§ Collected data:
=======

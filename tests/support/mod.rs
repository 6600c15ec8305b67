//! Test doubles for the chain and explorer collaborators.

use std::sync::{Arc, Mutex};

use async_trait::async_trait;
use ethers::types::{Address, H256};
use fundme_deploy::{
    ContractDeployer, DeployError, DeployReceipt, DeployRequest, DeploymentOrchestrator, DeploymentRun,
    DeploymentStore, DevelopmentChains, MemoryDeploymentStore, NetworkConfigRegistry, SubmissionStatus, VerificationApi,
    VerificationError, VerificationRequest, VerificationService,
};

/// Address every successful fake deployment lands at
pub const DEPLOYED_AT: u64 = 0xf00d;

/// Records deployment requests and answers with a fixed outcome
#[derive(Clone, Default)]
pub struct FakeDeployer {
    requests: Arc<Mutex<Vec<(String, DeployRequest)>>>,
    failure: Option<String>,
}

impl FakeDeployer {
    pub fn failing(reason: &str) -> Self {
        Self {
            requests: Arc::default(),
            failure: Some(reason.to_string()),
        }
    }

    pub fn requests(&self) -> Vec<(String, DeployRequest)> {
        self.requests.lock().unwrap().clone()
    }
}

#[async_trait]
impl ContractDeployer for FakeDeployer {
    async fn deploy(&self, contract_name: &str, request: DeployRequest) -> Result<DeployReceipt, DeployError> {
        let confirmations = request.confirmations;
        self.requests
            .lock()
            .unwrap()
            .push((contract_name.to_string(), request));

        match &self.failure {
            Some(reason) => Err(DeployError::Failure {
                contract: contract_name.to_string(),
                reason: reason.clone(),
            }),
            None => Ok(DeployReceipt {
                address: Address::from_low_u64_be(DEPLOYED_AT),
                transaction_hash: Some(H256::from_low_u64_be(1)),
                confirmations,
            }),
        }
    }
}

/// Explorer that answers every submission with the same status
#[derive(Clone)]
pub struct FakeExplorer {
    status: Result<SubmissionStatus, VerificationError>,
    submissions: Arc<Mutex<Vec<VerificationRequest>>>,
}

impl FakeExplorer {
    pub fn answering(status: SubmissionStatus) -> Self {
        Self {
            status: Ok(status),
            submissions: Arc::default(),
        }
    }

    pub fn unreachable() -> Self {
        Self {
            status: Err(VerificationError::Request("connection refused".to_string())),
            submissions: Arc::default(),
        }
    }

    pub fn submissions(&self) -> Vec<VerificationRequest> {
        self.submissions.lock().unwrap().clone()
    }
}

#[async_trait]
impl VerificationApi for FakeExplorer {
    async fn submit(&self, request: &VerificationRequest) -> Result<SubmissionStatus, VerificationError> {
        self.submissions.lock().unwrap().push(request.clone());
        self.status.clone()
    }
}

pub type TestRun = DeploymentRun<FakeDeployer, Arc<MemoryDeploymentStore>, FakeExplorer>;

/// Wire a full run around the given doubles
pub fn run_with(
    deployer: FakeDeployer,
    store: Arc<MemoryDeploymentStore>,
    explorer: FakeExplorer,
    credential: Option<&str>,
) -> TestRun {
    run_with_store(deployer, store, explorer, credential)
}

/// Same as [`run_with`] over any record store
pub fn run_with_store<S: DeploymentStore>(
    deployer: FakeDeployer,
    store: S,
    explorer: FakeExplorer,
    credential: Option<&str>,
) -> DeploymentRun<FakeDeployer, S, FakeExplorer> {
    let orchestrator = DeploymentOrchestrator::new(
        NetworkConfigRegistry::new(),
        DevelopmentChains::default(),
        deployer,
        store,
    );
    let verifier = VerificationService::new(
        explorer,
        credential.map(str::to_string),
        DevelopmentChains::default(),
    );
    DeploymentRun::new(orchestrator, verifier)
}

=======

§ Exercise:
In the records above, locate every line with the string "struct" and copy it.

§ Worked solution:
pub struct FakeDeployer {
pub struct FakeExplorer {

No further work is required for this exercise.